Les ministres ont pris du poids

Y a pas photo. Entre la fine équipe monocolore de de Broqueville I de 1914 et la coalition à six branches de Di Rupo I, les gouvernements ont pris du volume.

Le cabinet de Broqueville I

En 1914, dix ministres suffisent à faire tourner la boutique. Ils sont tous catholiques de la tête aux pieds. Cette belle uniformité les dispense de devoir se serrer autour de la table pour faire place à des représentants d’autres chapelles. Le temps est aux cabinets homogènes et restreints. Restreints car calibrés sur le core business de l’Etat, encore très modeste. C’est en 1907 qu’un gouvernement atteint pour la première fois la barre des dix ministres.
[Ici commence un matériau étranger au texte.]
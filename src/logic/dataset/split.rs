//! Seeded train/test split

use rand::rngs::StdRng;
use rand::seq::SliceRandom;
use rand::SeedableRng;
use serde::{Deserialize, Serialize};

use crate::logic::error::{IdsError, Result};

/// Row indices of each partition
#[derive(Debug, Clone, Serialize, Deserialize)]
pub struct SplitIndices {
    pub train: Vec<usize>,
    pub test: Vec<usize>,
}

/// Shuffle `n` row indices with `seed` and hold out `ceil(n * test_size)` of them.
pub fn train_test_split(n: usize, test_size: f64, seed: u64) -> Result<SplitIndices> {
    if !(test_size > 0.0 && test_size < 1.0) {
        return Err(IdsError::InvalidConfig(format!(
            "test_size must be in (0, 1), got {}",
            test_size
        )));
    }

    let n_test = ((n as f64) * test_size).ceil() as usize;
    if n_test == 0 || n_test >= n {
        return Err(IdsError::EmptyDataset(format!(
            "cannot split {} rows with test_size {}",
            n, test_size
        )));
    }

    let mut indices: Vec<usize> = (0..n).collect();
    let mut rng = StdRng::seed_from_u64(seed);
    indices.shuffle(&mut rng);

    let test = indices[..n_test].to_vec();
    let train = indices[n_test..].to_vec();

    log::debug!("Split {} rows: {} train / {} test", n, train.len(), test.len());
    Ok(SplitIndices { train, test })
}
Affaires étrangères, Intérieur, Justice, Guerre, Finances : les départements régaliens sont en force. S’y sont ajoutés : un ministre des Colonies, pour cause de reprise du Congo par l’Etat belge en 1908 ; un nouveau ministre des Sciences et des Arts, qui préfigure le ministre de l’Instruction publique. Complètent le tableau : l’Agriculture et les Travaux publics ; l’Industrie et le Travail ; les Chemins de Fer, la Marine, les Postes et Télégraphes. Aucun ministre à vocation sociale ou environnementale, ni à profil institutionnel. L’époque ne s’y prête pas.
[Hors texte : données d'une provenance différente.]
#[cfg(test)]
mod tests {
    use super::*;
    use ndarray::array;

    fn identity_conv() -> Conv1dParams {
        let mut kernel = Array3::zeros((3, 1, 1));
        kernel[[1, 0, 0]] = 1.0;
        Conv1dParams {
            kernel,
            bias: Array1::zeros(1),
            activation: Activation::Linear,
        }
    }

    #[test]
    fn test_conv_same_padding_keeps_length() {
        let stage = PathStage::Conv1d(identity_conv());
        let x = Array3::from_shape_fn((2, 5, 1), |(b, t, _)| (b * 10 + t) as f64);
        let (y, _) = stage.forward(&x, Mode::Infer).unwrap();
        assert_eq!(y, x);
    }

    #[test]
    fn test_conv_edges_are_zero_padded() {
        let mut conv = identity_conv();
        conv.kernel.fill(1.0);
        let x = array![[[1.0], [2.0], [3.0]]];
        let (y, _) = PathStage::Conv1d(conv).forward(&x, Mode::Infer).unwrap();
        assert_eq!(y, array![[[3.0], [6.0], [5.0]]]);
    }

    #[test]
    fn test_batch_norm_train_normalizes() {
        let stage = PathStage::BatchNorm(BatchNormParams::new(1, 0.99, 1e-3));
        let x = array![[[1.0], [3.0]], [[5.0], [7.0]]];
        let (y, _) = stage.forward(&x, Mode::Train).unwrap();
        let mean: f64 = y.iter().sum::<f64>() / 4.0;
        assert!(mean.abs() < 1e-12);
    }

    #[test]
    fn test_batch_norm_moving_stats_update() {
        let mut stage = PathStage::BatchNorm(BatchNormParams::new(1, 0.9, 1e-3));
        let x = array![[[2.0], [2.0]]];
        let (_, cache) = stage.forward(&x, Mode::Train).unwrap();
        stage.update_moving_stats(&cache);
        if let PathStage::BatchNorm(p) = &stage {
            assert!((p.moving_mean[0] - 0.2).abs() < 1e-12);
            assert!((p.moving_var[0] - 0.9).abs() < 1e-12);
        } else {
            unreachable!();
        }
    }

    #[test]
    fn test_layer_norm_rows_are_standardized() {
        let stage = PathStage::LayerNorm(LayerNormParams::new(4, 1e-3));
        let x = Array3::from_shape_fn((2, 3, 4), |(b, t, c)| (b + t * c) as f64);
        let (y, _) = stage.forward(&x, Mode::Infer).unwrap();
        for row in to_rows(&y).rows() {
            assert!(row.sum().abs() < 1e-9);
        }
    }

    #[test]
    fn test_positional_table_must_match_length() {
        let stage = PathStage::PositionalEmbedding(PositionalEmbeddingParams {
            table: Array2::zeros((4, 2)),
        });
        assert!(stage.forward(&Array3::zeros((1, 4, 2)), Mode::Train).is_ok());
        assert!(matches!(
            stage.forward(&Array3::zeros((1, 5, 2)), Mode::Train),
            Err(IdsError::ShapeMismatch(_))
        ));
    }

    #[test]
    fn test_mismatched_gradient_variant_is_error() {
        let stage = PathStage::Conv1d(identity_conv());
        let x = Array3::zeros((1, 3, 1));
        let (y, cache) = stage.forward(&x, Mode::Train).unwrap();
        let mut wrong = PathStage::LayerNorm(LayerNormParams::new(1, 1e-3));
        assert!(stage.backward(&cache, &y, &mut wrong).is_err());
    }
}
Le  » patron  » s’appelle toujours modestement chef de cabinet. Charles de Broqueville s’offre d’ailleurs le luxe de cumuler sa fonction de primus inter pares avec le poste de ministre de la Guerre, histoire de mieux faire avaler l’amère pilule du service militaire généralisé.

De Broqueville Iprend uncoup de jeune. Il affiche une moyenne d’âge de 51 ans et aligne quatre quadragénaires dans ses rangs, alors que le cabinet de Smet de Naeyer, qui a dirigé le pays au tournant du siècle, frôlait encore la moyenne de 55 ans.
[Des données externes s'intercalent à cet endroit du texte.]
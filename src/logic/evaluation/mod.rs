//! Evaluation Module - binary metrics over held-out predictions
//!
//! Produces data only (confusion matrix, report, curve arrays, history);
//! rendering is left to whoever consumes the JSON payload.

pub mod confusion;
pub mod curves;
pub mod report;

#[cfg(test)]
mod tests;

use std::fs;
use std::path::Path;

use chrono::{DateTime, Utc};
use serde::{Deserialize, Serialize};
use uuid::Uuid;

pub use confusion::ConfusionMatrix;
pub use curves::{auc, precision_recall_curve, roc_curve, PrecisionRecallCurve, RocCurve};
pub use report::{ClassMetrics, ClassificationReport};

use crate::logic::error::Result;
use crate::logic::model::DecisionThreshold;
use crate::logic::training::TrainingHistory;

/// Complete results payload of one run
#[derive(Debug, Clone, Serialize, Deserialize)]
pub struct EvaluationReport {
    pub run_id: Uuid,
    pub generated_at: DateTime<Utc>,
    pub threshold: f64,
    pub samples: usize,
    pub confusion_matrix: ConfusionMatrix,
    pub classification_report: ClassificationReport,
    pub roc: RocCurve,
    pub precision_recall: PrecisionRecallCurve,
    pub history: Option<TrainingHistory>,
}

/// Score `probabilities` against `labels` at the fixed decision threshold
pub fn evaluate(probabilities: &[f64], labels: &[u8]) -> Result<EvaluationReport> {
    let threshold = DecisionThreshold::default();
    let predicted = threshold.binarize(probabilities);

    let confusion_matrix = ConfusionMatrix::from_labels(labels, &predicted)?;
    let classification_report = ClassificationReport::from_confusion(&confusion_matrix);
    let roc = roc_curve(labels, probabilities)?;
    let precision_recall = precision_recall_curve(labels, probabilities)?;

    log::info!(
        "Evaluation: {} samples, accuracy {:.4}, AUC {:.4}",
        labels.len(),
        classification_report.accuracy,
        roc.auc
    );

    Ok(EvaluationReport {
        run_id: Uuid::new_v4(),
        generated_at: Utc::now(),
        threshold: threshold.value(),
        samples: labels.len(),
        confusion_matrix,
        classification_report,
        roc,
        precision_recall,
        history: None,
    })
}

impl EvaluationReport {
    pub fn with_history(mut self, history: TrainingHistory) -> Self {
        self.history = Some(history);
        self
    }

    pub fn with_run_id(mut self, run_id: Uuid) -> Self {
        self.run_id = run_id;
        self
    }

    /// Write the payload as pretty JSON
    pub fn save(&self, path: &Path) -> Result<()> {
        if let Some(parent) = path.parent() {
            fs::create_dir_all(parent)?;
        }
        fs::write(path, serde_json::to_vec_pretty(self)?)?;
        log::info!("Evaluation report saved: {}", path.display());
        Ok(())
    }
}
L’équipe se retrouve entre hommes. Entre juristes : huit ministres sur dix sont docteurs en droit. Entre Belges : ces cinq Flamands, trois Wallons et deux Bruxellois conversent exclusivement en français et ignorent ce qu’est la parité linguistique. Ils gouvernent entre catholiques, même si cette unanimité de façade masque mal une poussée de la jeune droite. Tout ce petit monde agit en petit comité, sans cabinets ministériels, mais en prise directe avec une administration toute dévouée puisque aussi catholique que l’est le gouvernement.

Enfin, il arrive à l’équipe de de Broqueville de devoir élargir le cercle, lorsque le roi Albert en personne s’invite en conseil des ministres pour le présider.

Le gouvernement Di Rupo I

L’organigramme s’est étoffé. Treize ministres, flanqués de six secrétaires d’Etat, assistés d’autant de cabinets ministériels. C’est la rançon d’un gouvernement de coalition. Et quelle coalition ! Six partis à bord (PS – MR – CDH – CD&V – SP.A – Open VLD), trois familles politiques (socialiste – libérale – chrétienne-démocrate) dont il faut satisfaire les appétits.

L’Etat-providence a considérablement enrichi la palette des portefeuilles. A côté des indémodables (Affaires étrangères, Intérieur, Justice, Finances, Défense) se sont ajoutés, pêle-mêle : Affaires sociales et Santé publique ; Pensions ; Budget ; Fonction publique ; Asile-Migration ; Personnes handicapées, etc. Des appellations se sont policées, au gré des circonstances : la Guerre a passé le témoin à la Défense ; l’Industrie et le Travail ont cédé le relais à l’Emploi ; le ministre des Colonies s’est reconverti dans la Coopération au développement.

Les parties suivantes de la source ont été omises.